# What makes a good jazz solo?



## RayM (Mar 31, 2015)

Hey guys been focusing a lot on the influences of jazz music. It really does take music to another level when you look at it in detail. What do you think gives it that characteristics? I entered in this guitar contest and played over a fusion progression. I tried to take my influences from the gods like holdsworth and kurt rosenwinkle. What do you think? Thanks a lot! Any criticism would be nice! 

https://jamtrackcentral.com/jtcguitarsolocontest2015/entry/1716/


----------



## Aion (Apr 1, 2015)

Honestly, it's understanding line playing. Jazz playing, whether fusion, modal, or otherwise, comes out of a bebop tradition. Understanding bebop (especially the solos of Charlie Parker) is extremely useful in understanding the blocks of a solo, no matter how chromatic (or alternative diatonic) you want to get.


----------



## InfinityCollision (Apr 1, 2015)

I smell a thinly veiled plan to farm views/rateups.

It's always awkward talking about what "makes" a jazz solo in an environment such as a <2min solo recording that lies so far outside the jazz tradition. There's no interplay with the rest of the band, there's no context to draw from for a theme, etc.

So I suppose we can start there. A truly great jazz solo draws from ideas already present in the piece, then develops them into something original and creative, something worth sharing with one's audience. It is cooperative, playing off of the rest of the band. It should also be free-flowing to the greatest extent of which the musician is able in order to facilitate fluid communication of and transition between ideas in the solo. These ideas should be coherent, without any awkward breaks in the line that disrupt the solo's flow.


----------



## octatoan (Apr 2, 2015)

Aion said:


> Honestly, it's understanding line playing. Jazz playing, whether fusion, modal, or otherwise, comes out of a bebop tradition. Understanding bebop (especially the solos of Charlie Parker) is extremely useful in understanding the blocks of a solo, no matter how chromatic (or alternative diatonic) you want to get.



Hey, you know of any really short history of jazz I can read? (Not a book, article-ish) 

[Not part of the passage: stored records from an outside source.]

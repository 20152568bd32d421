//! Configuration of the globe, loadable from a JSON file.
//!
//! Every field has a default, so a configuration file only needs the values it changes:
//!
//! ```json
//! {
//!   "view": { "initial_zoom": 5 },
//!   "markers": { "cluster_radius": 60 },
//!   "places": [
//!     { "name": "Boulder", "coord": [-105.2705, 40.015], "city": "Boulder", "state": "Colorado" }
//!   ]
//! }
//! ```

use std::path::Path;

use cityglobe_types::geo::GeoPoint2d;
use cityglobe_types::Size;
use serde::{Deserialize, Serialize};

use crate::error::GlobeError;
use crate::marker::{MarkerProjector, MarkerStyle, DEFAULT_MARKER_ELEVATION};
use crate::navigation::NavigationConfig;
use crate::registry::{LocationRegistry, PlaceEntry};
use crate::scene::{Camera, ViewOptions, MAX_TILT, MAX_ZOOM, MIN_ZOOM};
use crate::search::SearchConfig;

/// Root of the configuration.
#[derive(Debug, Clone, Default, PartialEq, Serialize, Deserialize)]
#[serde(default)]
pub struct GlobeConfig {
    /// Scene view.
    pub view: ViewConfig,
    /// City markers.
    pub markers: MarkerConfig,
    /// Click and search camera moves.
    pub navigation: NavigationConfig,
    /// Search box.
    pub search: SearchConfig,
    /// Places to show instead of the built-in table.
    pub places: Option<Vec<PlaceEntry>>,
}

/// Camera position at start-up.
#[derive(Debug, Clone, Copy, PartialEq, Serialize, Deserialize)]
#[serde(default)]
pub struct InitialCamera {
    /// `[longitude, latitude]` of the point under the camera, in degrees.
    pub position: [f64; 2],
    /// Height of the camera above the ground in meters.
    pub altitude: f64,
    /// Heading in degrees clockwise from north.
    pub heading: f64,
    /// Tilt in degrees.
    pub tilt: f64,
}

impl Default for InitialCamera {
    fn default() -> Self {
        Self {
            position: [-105.503, 44.27],
            altitude: 20_000_000.0,
            heading: 30.0,
            tilt: 10.0,
        }
    }
}

/// Scene view configuration.
#[derive(Debug, Clone, PartialEq, Serialize, Deserialize)]
#[serde(default)]
pub struct ViewConfig {
    /// Id of the element the scene is drawn into.
    pub container_id: String,
    /// Basemap name.
    pub basemap: String,
    /// Elevation service used for the ground.
    pub elevation_url: Option<String>,
    /// Camera at start-up.
    pub initial_camera: InitialCamera,
    /// Zoom level set once the view is ready.
    pub initial_zoom: f64,
    /// Size of the viewport in pixels.
    pub viewport: Size,
    /// Dock popups to the side of the view.
    pub popup_docked: bool,
    /// Draw sun shadows.
    pub direct_shadows: bool,
}

impl Default for ViewConfig {
    fn default() -> Self {
        Self {
            container_id: "map".to_string(),
            basemap: "hybrid".to_string(),
            elevation_url: Some(
                "https://elevation3d.arcgis.com/arcgis/rest/services/WorldElevation3D/Terrain3D/ImageServer"
                    .to_string(),
            ),
            initial_camera: InitialCamera::default(),
            initial_zoom: 4.0,
            viewport: Size::new(1280.0, 720.0),
            popup_docked: true,
            direct_shadows: false,
        }
    }
}

impl ViewConfig {
    /// Camera at start-up. Fails if the configured position is not a valid coordinate.
    pub fn start_camera(&self) -> Result<Camera, GlobeError> {
        let [lon, lat] = self.initial_camera.position;
        let center = GeoPoint2d::try_from_lonlat(lon, lat)?;
        Ok(
            Camera::from_altitude(center, self.initial_camera.altitude, self.viewport)
                .with_heading(self.initial_camera.heading)
                .with_tilt(self.initial_camera.tilt),
        )
    }

    /// Options for creating the scene.
    pub fn view_options(&self) -> Result<ViewOptions, GlobeError> {
        Ok(ViewOptions {
            container_id: self.container_id.clone(),
            initial_camera: self.start_camera()?,
            viewport: self.viewport,
            basemap: self.basemap.clone(),
            elevation_url: self.elevation_url.clone(),
            popup_docked: self.popup_docked,
            direct_shadows: self.direct_shadows,
        })
    }
}

/// Marker layer configuration.
#[derive(Debug, Clone, PartialEq, Serialize, Deserialize)]
#[serde(default)]
pub struct MarkerConfig {
    /// Id of the marker layer.
    pub layer_id: String,
    /// Marker appearance.
    pub style: MarkerStyle,
    /// Display elevation of markers in meters.
    pub elevation: f64,
    /// Clustering radius in pixels. Zero disables clustering.
    pub cluster_radius: f64,
}

impl Default for MarkerConfig {
    fn default() -> Self {
        Self {
            layer_id: "cities".to_string(),
            style: MarkerStyle::default(),
            elevation: DEFAULT_MARKER_ELEVATION,
            cluster_radius: 80.0,
        }
    }
}

impl MarkerConfig {
    /// Projector producing markers with this configuration.
    pub fn projector(&self) -> MarkerProjector {
        MarkerProjector::new(self.style, self.elevation)
    }
}

impl GlobeConfig {
    /// Parses configuration from a JSON string and validates it.
    pub fn from_json(json: &str) -> Result<Self, GlobeError> {
        let config: Self = serde_json::from_str(json)?;
        config.validate()?;
        Ok(config)
    }

    /// Reads configuration from a JSON file and validates it.
    pub fn load(path: impl AsRef<Path>) -> Result<Self, GlobeError> {
        let path = path.as_ref();
        log::info!("Loading configuration from {}", path.display());
        let json = std::fs::read_to_string(path)?;
        Self::from_json(&json)
    }

    /// Checks that all values are within their valid ranges.
    pub fn validate(&self) -> Result<(), GlobeError> {
        let [lon, lat] = self.view.initial_camera.position;
        GeoPoint2d::try_from_lonlat(lon, lat)?;

        let zooms = [
            ("view.initial_zoom", self.view.initial_zoom),
            ("navigation.click_zoom", self.navigation.click_zoom),
            ("navigation.search_zoom", self.navigation.search_zoom),
        ];
        for (name, zoom) in zooms {
            if !(MIN_ZOOM..=MAX_ZOOM).contains(&zoom) {
                return Err(GlobeError::Config(format!(
                    "{name} must be within {MIN_ZOOM}..={MAX_ZOOM}, got {zoom}"
                )));
            }
        }

        let tilts = [
            ("view.initial_camera.tilt", self.view.initial_camera.tilt),
            ("navigation.click_tilt", self.navigation.click_tilt),
            ("navigation.search_tilt", self.navigation.search_tilt),
        ];
        for (name, tilt) in tilts {
            if !(0.0..=MAX_TILT).contains(&tilt) {
                return Err(GlobeError::Config(format!(
                    "{name} must be within 0..={MAX_TILT}, got {tilt}"
                )));
            }
        }

        if self.view.viewport.is_empty() {
            return Err(GlobeError::Config(format!(
                "view.viewport must have positive width and height, got {}x{}",
                self.view.viewport.width(),
                self.view.viewport.height()
            )));
        }

        if self.markers.cluster_radius.is_nan() || self.markers.cluster_radius < 0.0 {
            return Err(GlobeError::Config(
                "markers.cluster_radius must not be negative".into(),
            ));
        }

        Ok(())
    }

    /// Builds the location registry: the configured places, or the built-in table if there are none.
    pub fn registry(&self) -> Result<LocationRegistry, GlobeError> {
        match &self.places {
            Some(places) => LocationRegistry::from_entries(places.iter().cloned()),
            None => Ok(LocationRegistry::default()),
        }
    }
}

I believe it's important to know the periods you speak of - bebop and whatnot.


----------



## RayM (Apr 2, 2015)

Hey Thanks for the replay guys. I definitely do need to look closer at the Bebop era. I remember listening to Charlie Parker a long time ago. For some reason I thought it was really cheesy at the time. But I now I regret not appreciating it more, especially how influences from the past are so important to include now adays. But I agree the band itself does play a pivotal role, in exchanging concepts and ideas that keep it free flowing.

Does anyone have any good books, articles, or licks they can share?


----------



## Aion (Apr 3, 2015)

octatoan said:


> Hey, you know of any really short history of jazz I can read? (Not a book, article-ish)
> 
> I believe it's important to know the periods you speak of - bebop and whatnot.




I don't, but here's the shortest really general history/analysis I can do.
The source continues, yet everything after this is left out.